*** THE RECORDS ***

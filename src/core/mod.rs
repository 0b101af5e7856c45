//! Core types for Noodle
//!
//! This module holds the error system shared by every other module:
//!
//! - [`NoodleError`] - Enumerated error types
//! - [`ErrorContext`] - User-friendly error wrapper with suggestions and details
//! - [`user_friendly_error`] - Convert any error to the user-friendly format
//!
//! # Example
//!
//! ```rust
//! use noodle::core::{NoodleError, user_friendly_error};
//!
//! fn open_root(path: &str) -> anyhow::Result<()> {
//!     if path.trim().is_empty() {
//!         return Err(NoodleError::InvalidRootPath.into());
//!     }
//!     Ok(())
//! }
//!
//! if let Err(e) = open_root("") {
//!     let friendly = user_friendly_error(e);
//!     assert!(friendly.suggestion.is_some());
//! }
//! ```

pub mod error;

pub use error::{ErrorContext, NoodleError, user_friendly_error};
impl fmt::Display for ErrorContext {
    fn fmt(&self, f: &mut fmt::Formatter<'_>) -> fmt::Result {
        write!(f, "{}", self.error)?;

        if let Some(details) = &self.details {
            write!(f, "\nDetails: {details}")?;
        }

        if let Some(suggestion) = &self.suggestion {
            write!(f, "\nSuggestion: {suggestion}")?;
        }

        Ok(())
    }
}

impl std::error::Error for ErrorContext {}

/// Convert any error to a user-friendly [`ErrorContext`] with actionable suggestions
///
/// Recognizes [`NoodleError`] variants, common [`std::io::Error`] kinds and TOML
/// errors; anything else is reported with its full cause chain.
#[must_use]
pub fn user_friendly_error(error: anyhow::Error) -> ErrorContext {
    if let Some(noodle_error) = error.downcast_ref::<NoodleError>() {
        return create_error_context(noodle_error.clone());
    }

    if let Some(io_error) = error.downcast_ref::<std::io::Error>() {
        match io_error.kind() {
            std::io::ErrorKind::PermissionDenied => {
                return ErrorContext::new(NoodleError::IoError(std::io::Error::new(
                    io_error.kind(),
                    io_error.to_string(),
                )))
                .with_suggestion("Check the file permissions of the layer and its directory")
                .with_details("Noodle only reads layers, but it needs read access to every file it inspects");
            }
            std::io::ErrorKind::NotFound => {
                return ErrorContext::new(NoodleError::IoError(std::io::Error::new(
                    io_error.kind(),
                    io_error.to_string(),
                )))
                .with_suggestion("Check that the file exists and the path is spelled correctly");
            }
            _ => {}
        }
    }

    if let Some(toml_error) = error.downcast_ref::<toml::de::Error>() {
        return ErrorContext::new(NoodleError::ConfigError {
            message: toml_error.to_string(),
        })
        .with_suggestion("Check the TOML syntax in your Noodle config file");
    }

    let mut message = error.to_string();
    let chain: Vec<String> =
        error.chain().skip(1).map(std::string::ToString::to_string).collect();

    if !chain.is_empty() {
        message.push_str("\n\nCaused by:");
        for (i, cause) in chain.iter().enumerate() {
            message.push_str(&format!("\n  {}: {}", i + 1, cause));
        }
    }

    ErrorContext::new(NoodleError::Other {
        message,
    })
}
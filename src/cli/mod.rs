//! Command-line interface for Noodle.
//!
//! Two subcommands share the same walk arguments:
//!
//! - `graph` - build the composition graph of a layer and render it as a
//!   tree, indented text, JSON or Graphviz DOT
//! - `check` - build the graph and report every offline dependency, exiting
//!   non-zero when anything is missing
//!
//! # Global Options
//!
//! - `--verbose` - debug logging on stderr
//! - `--quiet` - only errors
//! - `--config` - path to a config file instead of `~/.noodle/config.toml`
//!
//! # Example
//!
//! ```bash
//! # Tree of everything shot.usda pulls in, including textures
//! noodle graph shot.usda --textures
//!
//! # Same walk as DOT, rendered with Graphviz
//! noodle graph -i shot.usda --format dot | dot -Tsvg > shot.svg
//!
//! # CI gate: fail when a referenced file is missing
//! noodle --quiet check shot.usda --search-path /show/assets
//! ```

mod check;
pub mod common;
mod graph;

use anyhow::Result;
use clap::{Parser, Subcommand};
use std::path::PathBuf;
use tracing_subscriber::EnvFilter;

use crate::config::GlobalConfig;

/// Runtime configuration derived from the global flags.
///
/// Kept separate from [`Cli`] so logging and config discovery can be driven
/// from tests without parsing arguments.
#[derive(Debug, Clone, Default)]
pub struct CliConfig {
    /// Default log filter when `RUST_LOG` is unset.
    ///
    /// `None` means errors only.
    pub log_level: Option<String>,

    /// Explicit config file path from `--config`.
    pub config_path: Option<PathBuf>,
}

impl CliConfig {
    #[must_use]
    pub fn new() -> Self {
        Self::default()
    }

    /// Install the stderr `tracing` subscriber.
    ///
    /// `RUST_LOG` takes precedence over the level chosen by the flags. Calling
    /// this twice is harmless; the second subscriber is rejected.
    pub fn init_logging(&self) {
        let default_level = self.log_level.as_deref().unwrap_or("error");
        let filter = EnvFilter::try_from_default_env()
            .unwrap_or_else(|_| EnvFilter::new(format!("noodle={default_level}")));

        let _ = tracing_subscriber::fmt()
            .with_env_filter(filter)
            .with_writer(std::io::stderr)
            .with_target(false)
            .try_init();
    }

    /// Load the global configuration this run should use.
    ///
    /// # Errors
    ///
    /// Fails when an explicit config path does not exist or any config file is invalid.
    pub fn load_global_config(&self) -> Result<GlobalConfig> {
        GlobalConfig::load_with_optional(self.config_path.clone())
    }
}

/// Noodle: map what a scene layer pulls in.
#[derive(Parser)]
#[command(
    name = "noodle",
    about = "Map the composition dependencies of scene description layers",
    version,
    long_about = "Noodle walks a root layer through its sublayers, references, payloads, \
                  value clips, variant sets and (optionally) asset attributes, and reports \
                  every file it depends on and whether that file exists."
)]
pub struct Cli {
    #[command(subcommand)]
    command: Commands,

    /// Enable debug logging on stderr
    #[arg(short, long, global = true, conflicts_with = "quiet")]
    verbose: bool,

    /// Only report errors
    #[arg(short, long, global = true)]
    quiet: bool,

    /// Path to a custom configuration file
    ///
    /// Overrides `~/.noodle/config.toml` and the `NOODLE_CONFIG` variable.
    #[arg(short, long, global = true, value_name = "FILE")]
    config: Option<PathBuf>,
}

#[derive(Subcommand)]
enum Commands {
    /// Build the dependency graph of a layer and print it
    Graph(graph::GraphCommand),

    /// Report offline dependencies; exits with status 1 if any are found
    Check(check::CheckCommand),
}

impl Cli {
    /// Run the selected subcommand.
    ///
    /// # Errors
    ///
    /// Propagates configuration, walk and output errors; `main` turns them
    /// into user-facing messages.
    pub fn execute(self) -> Result<()> {
        let config = self.build_config();
        self.execute_with_config(&config)
    }

    /// Map the global flags to a [`CliConfig`].
    #[must_use]
    pub fn build_config(&self) -> CliConfig {
        let log_level = if self.verbose {
            Some("debug".to_string())
        } else if self.quiet {
            None
        } else {
            Some("warn".to_string())
        };

        CliConfig {
            log_level,
            config_path: self.config.clone(),
        }
    }

    /// Run with an explicit runtime configuration.
    ///
    /// # Errors
    ///
    /// See [`Cli::execute`].
    pub fn execute_with_config(self, config: &CliConfig) -> Result<()> {
        config.init_logging();
        let global = config.load_global_config()?;

        match self.command {
            Commands::Graph(cmd) => cmd.execute(&global),
            Commands::Check(cmd) => cmd.execute(&global, self.quiet),
        }
    }
}

#[cfg(test)]
mod tests {
    use super::*;

    #[test]
    fn test_build_config_levels() {
        let cli = Cli::parse_from(["noodle", "--verbose", "graph", "a.usda"]);
        assert_eq!(cli.build_config().log_level.as_deref(), Some("debug"));

        let cli = Cli::parse_from(["noodle", "-q", "check", "a.usda"]);
        assert_eq!(cli.build_config().log_level, None);

        let cli = Cli::parse_from(["noodle", "graph", "a.usda", "--config", "/tmp/n.toml"]);
        let config = cli.build_config();
        assert_eq!(config.log_level.as_deref(), Some("warn"));
        assert_eq!(config.config_path, Some(PathBuf::from("/tmp/n.toml")));
    }

    #[test]
    fn test_verbose_conflicts_with_quiet() {
        let result = Cli::try_parse_from(["noodle", "-v", "-q", "graph", "a.usda"]);
        assert!(result.is_err());
    }

    #[test]
    fn test_missing_explicit_config_is_error() {
        let config = CliConfig {
            log_level: None,
            config_path: Some(PathBuf::from("/nonexistent/noodle/config.toml")),
        };
        let err = config.load_global_config().unwrap_err();
        assert!(err.to_string().contains("Configuration file not found"));
    }
}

***

Please give only the number of lines above that contain the word "types".

> _WRITTEN ANSWER_
2